802.11b equipment is currently very cheap in the USA, as 802.11b appears to have been superceded by 802.11a over there. I predict that prices of 802.11b equipment will fall a lot over the next few months. Might be better to get a minimum set of cheap components for the present, and wait for prices to fall.
In particular the price of access points is silly in the UK at present.
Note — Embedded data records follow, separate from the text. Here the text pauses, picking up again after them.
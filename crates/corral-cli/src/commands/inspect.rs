use super::{request, EXIT_SUCCESS};
use corral_daemon::{Client, Command};

pub fn run(client: &Client, id: &str) -> Result<u8, String> {
    println!("{}", request(client, &Command::inspect(id))?);
    Ok(EXIT_SUCCESS)
}
use std::fmt;
use std::path::Path;
use std::process::Command;

const CGROUP2_CONTROLLERS: &str = "/sys/fs/cgroup/cgroup.controllers";

/// A missing prerequisite with actionable install instructions.
#[derive(Debug)]
pub struct MissingPrereq {
    pub name: &'static str,
    pub purpose: &'static str,
    pub install_hint: &'static str,
}

impl fmt::Display for MissingPrereq {
    fn fmt(&self, f: &mut fmt::Formatter<'_>) -> fmt::Result {
        write!(
            f,
            "  - {}: {} (install: {})",
            self.name, self.purpose, self.install_hint
        )
    }
}

fn command_exists(name: &str) -> bool {
    Command::new("which")
        .arg(name)
        .output()
        .map(|o| o.status.success())
        .unwrap_or(false)
}

/// Safe wrapper around libc::geteuid().
#[allow(unsafe_code)]
fn effective_uid() -> u32 {
    // SAFETY: geteuid() takes no arguments, has no side effects and cannot fail.
    unsafe { libc::geteuid() }
}

/// Check everything the namespace provider needs on this host.
/// Returns a list of missing items. Empty list means all prerequisites are met.
pub fn check_prereqs() -> Vec<MissingPrereq> {
    let mut missing = Vec::new();

    for (tool, purpose) in [
        ("unshare", "creating pid/mount/net/uts namespaces"),
        ("chroot", "entering the assembled root filesystem"),
        ("mount", "mounting /proc inside the container"),
    ] {
        if !command_exists(tool) {
            missing.push(MissingPrereq {
                name: tool,
                purpose,
                install_hint: "part of util-linux / coreutils (usually pre-installed)",
            });
        }
    }

    if !Path::new(CGROUP2_CONTROLLERS).exists() {
        missing.push(MissingPrereq {
            name: "cgroup v2",
            purpose: "enforcing memory, cpu and pid limits",
            install_hint: "boot with systemd.unified_cgroup_hierarchy=1 or mount cgroup2 at /sys/fs/cgroup",
        });
    }

    if effective_uid() != 0 {
        missing.push(MissingPrereq {
            name: "root privileges",
            purpose: "namespace creation and cgroup management",
            install_hint: "run corrald as root",
        });
    }

    missing
}

/// Format a list of missing prerequisites into a user-friendly error message.
pub fn format_missing(missing: &[MissingPrereq]) -> String {
    use std::fmt::Write as _;
    let mut msg = String::from("missing prerequisites:\n");
    for m in missing {
        let _ = writeln!(msg, "{m}");
    }
    msg.push_str("\ncorrald can start, but containers will fail to launch until these are fixed.");
    msg
}

#[cfg(test)]
mod tests {
    use super::*;

    #[test]
    fn missing_prereq_display() {
        let m = MissingPrereq {
            name: "unshare",
            purpose: "namespaces",
            install_hint: "apt install util-linux",
        };
        let s = format!("{m}");
        assert!(s.contains("unshare"));
        assert!(s.contains("namespaces"));
        assert!(s.contains("apt install util-linux"));
    }

    #[test]
    fn format_missing_lists_every_item() {
        let items = vec![
            MissingPrereq {
                name: "cgroup v2",
                purpose: "limits",
                install_hint: "mount cgroup2",
            },
            MissingPrereq {
                name: "root privileges",
                purpose: "namespaces",
                install_hint: "run as root",
            },
        ];
        let output = format_missing(&items);
        assert!(output.starts_with("missing prerequisites:"));
        assert!(output.contains("cgroup v2"));
        assert!(output.contains("root privileges"));
    }

    #[test]
    fn check_reports_root_only_when_unprivileged() {
        let missing = check_prereqs();
        let root_missing = missing.iter().any(|m| m.name == "root privileges");
        assert_eq!(root_missing, effective_uid() != 0);
    }
}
Netgear and others will soon be selling relatively cheap ADSL modems with combined firewall/router/802.11b card slot. These would be pretty ideal for a Netbook, as you'd have permanent broadband without having to have power hungry lardbut PCs turned on 24 hours a day. Keeping a PC turned on 24/7 for a year costs about GBP 50-100 in electricity !
Ralph
Hi Daan,
No, my Linksys WPC11 is not the v.3 - the v.3 is known not to work with 7/netBook, since it uses the Prism 2.5 chipset. I will be testing with a 'real' netBook.
wanman
11-01-2002, 03:50 AM
I will be testing with a 'real' netBook.
I hope this isn't a sign of prejudice against us 7book owners (/netbook wannabies/young pretenders) !!! lol
Si
Have now tested the Linksys WPC11 wireless card.
It works fine and does not obscure the stylus hole. Only failure is WEP - the card is based on the Intersil Prism 2 chipset, and it looks as though the netBook's Lucent driver (Intersil Prism is based on Lucent's reference design) will only set up WEP successfully with cards based on Lucent's own Hermes chipset.